Архангельский наигранно улыбнулся в ответ.
– Хорошо, теперь я могу уйти?
Питерс указал в сторону двери.
– Как я и обещал тебе, – Питерс улыбался, как и в самом начале их разговора, – ты можешь уйти.
Архангельский с трудом поднялся.
«Ведь не отпустит!»
– Последний вопрос, – спросил в спину Архангельскому Питерс, когда тот проделал половину пути к двери. – Зачем русским в войне с афганцами переводчики с английского?
«Переводчики с английского» – фраза обожгла разум Архангельского, как удар хлыста обжигает хрупкую человеческую плоть, оставляя на теле вечные шрамы в напоминание о допущенных промахах и ошибках.
«Зачем?» – так спросил американец.
Архангельский понимал, что этот вопрос он сознательно приберег под конец устроенного и разыгранного, как по нотам, спектакля. Питерс знал всё с самого начала: кем являлся Архангельский, когда и по какому маршруту выдвинулся его отряд, поставленные боевые задачи. Он просто лениво играл с ним, разбавляя уже порядком приевшуюся и наскучившую жизнь в этой жаркой стране, где у США, по какому-то стечению обстоятельств, нашлись свои национальные интересы. Забавлялся, как кошка забавляется с мышкой перед тем, как убить.
Необъяснимая ирония жизни… или сухой план смерти?
Какое откровение! Но не слишком ли поздно дарованное?
Вопрос Питерса прояснил, что ждёт Архангельского после маленького импровизированного спектакля.
«Смерть!» – вот что ему отведено под занавес, и не будет никаких аплодисментов.
Архангельский это отчетливо понимал, разве что где-то внутри него воля говорила, что дальше играть по установленным Питерсом правилам никак нельзя.
И, находясь на расстоянии каких-то секунд от нависшей над ним смерти, его трезво работавший мозг с бешеной скоростью просчитывал казавшийся мизерным, но всё же возможным, шанс на спасение, разрабатывал альтернативный финал разыгравшегося действа. Необходимо что-то предпринять теперь или никогда.
Неожиданно для всех Архангельский громко и протяжно расхохотался. Во всё горло, согнувшись пополам и схватившись за живот.
Питерс и стоявший возле двери охранник, недоумевая, переглянулись. А Архангельский, продолжая заливаться истерическим хохотом, просеменив метра полтора и оказавшись почти вплотную с охранником, стоявшим у двери, прижался боком к стене дома и сполз на пол.
– Уф, – он утер рукавом проступившие на глазах слёзы.
Секундами позже он чуть успокоился, поддаваясь лишь изредка вспыхивающим приступам невесть откуда пробивающегося смеха. Вот только глаза Архангельского почему-то не смеялись.
– Что вас веселит, господин Архангельский? – сухо спросил Питерс, а губы растянулись в лёгкой, ничего не выражающей, дежурной улыбке учтивости.
Архангельский хохотнул.
– Вы, американцы, – секундой позже ответил он, – двуличные суки. Улыбаетесь, расточаете лживые слова, пропитанные ядом, держа за спиной нож, что без зазрения совести вонзите в спину, стоит только отвернуться. У нас о таких, как вы, говорят: «Лучше злостный матерщинник, чем тихая тварь».

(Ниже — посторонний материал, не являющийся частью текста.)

use std::sync::Mutex;

use async_trait::async_trait;
use axum::extract::Path;
use axum::Json;
use serde::{Deserialize, Serialize};
use uuid::Uuid;

use crate::database::models::{CategoryRecord, SectorRecord};
use crate::database::repository::SectorRepository;
use crate::draft::{
    CategorySeed, DraftError, Feedback, SaveError, SectorDraft, SectorSavePayload, SectorSaver,
    SectorSeed,
};
use crate::error::ApiError;
use crate::middleware::response::{ApiResponse, ApiResult};

/// Raw draft input as submitted by the admin UI. Untrimmed; normalization and
/// duplicate rejection happen in the draft editor model, not here.
#[derive(Debug, Deserialize)]
pub struct SectorInput {
    pub name: String,
    #[serde(default)]
    pub description: String,
    #[serde(default)]
    pub platforms: Vec<String>,
    #[serde(default)]
    pub prompt_template: String,
    #[serde(default)]
    pub categories: Vec<CategoryInput>,
}

#[derive(Debug, Deserialize)]
pub struct CategoryInput {
    pub id: Option<Uuid>,
    pub name: String,
}

#[derive(Debug, Serialize)]
pub struct SectorWithCategories {
    #[serde(flatten)]
    pub sector: SectorRecord,
    pub categories: Vec<CategoryRecord>,
}

/// GET /api/sectors - All sectors, newest first.
pub async fn list() -> ApiResult<Vec<SectorRecord>> {
    let repo = SectorRepository::from_manager().await?;
    Ok(ApiResponse::success(repo.list().await?))
}

/// GET /api/sectors/:id - One sector with its ordered categories.
pub async fn get(Path(id): Path<Uuid>) -> ApiResult<SectorWithCategories> {
    let repo = SectorRepository::from_manager().await?;
    let (sector, categories) = repo.fetch(id).await?;
    Ok(ApiResponse::success(SectorWithCategories { sector, categories }))
}

/// POST /api/sectors - Create a sector from raw draft input.
pub async fn create(Json(input): Json<SectorInput>) -> ApiResult<SectorWithCategories> {
    let saved = save_through_draft(None, input).await?;
    Ok(ApiResponse::created(saved))
}

/// PUT /api/sectors/:id - Replace a sector (and its category set) from raw
/// draft input.
pub async fn update(
    Path(id): Path<Uuid>,
    Json(input): Json<SectorInput>,
) -> ApiResult<SectorWithCategories> {
    let saved = save_through_draft(Some(id), input).await?;
    Ok(ApiResponse::success(saved))
}

/// Run raw input through the draft editor model so the server applies the
/// same trimming, duplicate rejection and normalization the UI does, then
/// persist via the repository saver.
async fn save_through_draft(
    sector_id: Option<Uuid>,
    input: SectorInput,
) -> Result<SectorWithCategories, ApiError> {
    let mut draft = match sector_id {
        Some(id) => {
            // Categories already carrying an id are the trusted baseline;
            // only genuinely new names go through the duplicate check below.
            let seed = SectorSeed {
                id,
                name: input.name.clone(),
                description: Some(input.description.clone()),
                platforms: Vec::new(),
                prompt_template: Some(input.prompt_template.clone()),
            };
            let baseline: Vec<CategorySeed> = input
                .categories
                .iter()
                .filter_map(|c| c.id.map(|id| CategorySeed { id, name: c.name.trim().to_string() }))
                .collect();
            SectorDraft::from_existing(&seed, &baseline)
        }
        None => {
            reject_preexisting_categories(&input)?;
            let mut draft = SectorDraft::new();
            draft.set_name(input.name.clone());
            draft.set_description(input.description.clone());
            draft.set_prompt_template(input.prompt_template.clone());
            draft
        }
    };

    for tag in dedupe(&input.platforms) {
        draft.toggle_platform(&tag);
    }

    for category in input.categories.iter().filter(|c| c.id.is_none()) {
        draft.add_category(&category.name);
        if let Some(Feedback::Error(msg)) = draft.feedback() {
            return Err(ApiError::validation_error(msg.clone()));
        }
    }

    // Surface validation failures with their exact message before handing
    // off to the saver.
    draft.build_save_payload().map_err(ApiError::from)?;

    let repo = SectorRepository::from_manager().await?;
    let saver = TrackingSaver { repo, saved_id: Mutex::new(None) };
    draft.submit(&saver).await;

    match draft.feedback() {
        Some(Feedback::Ok(_)) => {}
        Some(Feedback::Error(msg)) => {
            // The conversion logs the detail and hands the client a generic
            // message; the raw database error never leaves the server.
            return Err(ApiError::from(DraftError::ExternalSave(msg.clone())));
        }
        None => return Err(ApiError::internal_server_error("Save produced no feedback")),
    }

    let saved_id = saver
        .saved_id
        .lock()
        .ok()
        .and_then(|id| *id)
        .ok_or_else(|| ApiError::internal_server_error("Save completed without an id"))?;

    let (sector, categories) = saver.repo.fetch(saved_id).await?;
    Ok(SectorWithCategories { sector, categories })
}

/// A brand-new sector cannot reference already-persisted categories.
/// Dropping their ids silently would lose data, so the input is rejected.
fn reject_preexisting_categories(input: &SectorInput) -> Result<(), ApiError> {
    if input.categories.iter().any(|c| c.id.is_some()) {
        return Err(ApiError::bad_request(
            "Un nuovo settore non puo' avere categorie gia' esistenti",
        ));
    }
    Ok(())
}

fn dedupe(tags: &[String]) -> Vec<String> {
    let mut seen = Vec::new();
    for tag in tags {
        if !seen.contains(tag) {
            seen.push(tag.clone());
        }
    }
    seen
}

/// Repository-backed saver that records the id the save resolved to, so the
/// handler can echo the persisted sector back.
struct TrackingSaver {
    repo: SectorRepository,
    saved_id: Mutex<Option<Uuid>>,
}

#[async_trait]
impl SectorSaver for TrackingSaver {
    async fn save_sector(&self, payload: &SectorSavePayload) -> Result<(), SaveError> {
        let id = self.repo.save(payload).await.map_err(|e| SaveError(e.to_string()))?;
        if let Ok(mut slot) = self.saved_id.lock() {
            *slot = Some(id);
        }
        Ok(())
    }
}

#[cfg(test)]
mod tests {
    use super::*;
    use axum::http::StatusCode;

    fn input_with(categories: Vec<CategoryInput>) -> SectorInput {
        SectorInput {
            name: "Ristoranti".to_string(),
            description: String::new(),
            platforms: Vec::new(),
            prompt_template: String::new(),
            categories,
        }
    }

    #[test]
    fn create_input_with_persisted_category_ids_is_rejected() {
        let input = input_with(vec![CategoryInput {
            id: Some(Uuid::new_v4()),
            name: "Pizzerie".to_string(),
        }]);

        let err = reject_preexisting_categories(&input).unwrap_err();
        assert_eq!(err.status_code(), StatusCode::BAD_REQUEST);
    }

    #[test]
    fn create_input_with_only_new_categories_passes() {
        let input = input_with(vec![CategoryInput { id: None, name: "Pizzerie".to_string() }]);
        assert!(reject_preexisting_categories(&input).is_ok());
    }
}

Оценивая эффект от произнесенного, Архангельский с горечью осознал, что американца слова нисколько не задели. Тут Питерс приложил палец к уху, переведя взгляд от русского в сторону.
«Центр?» – пронеслась в голове Архангельского мысль.
– Как «Араб»? – бросил он.
Питерс отреагировал мгновенно: взгляд жёсткий, постепенно наполнившийся ненавистью и злобой.
Американец вынул из кобуры висевший на поясе пистолет и, сняв его с предохранителя, прицелился.
Сидевший на полу Архангельский перекатился в сторону опешившего и не отреагировавшего вовремя охранника, вытащил прикрепленный специальными ножнами боевой нож и вонзил ему в ногу.
Прогремел первый выстрел, и пуля выбила из стены дома в том месте, где секунду назад находился Архангельский, щепки вперемешку с мелкими кусочками камня.
Охранник взвыл от пронзившей его тело острой боли и согнулся пополам: Архангельский ещё раз вонзил тому нож, но уже в области паха. И они оба завалились на пол.
Ещё секунда: Питерс выстрелил дважды. Один выстрел, как и первый, выбил щепки из стены, второй – вошел в ногу охраннику, который взвыл с новой силой.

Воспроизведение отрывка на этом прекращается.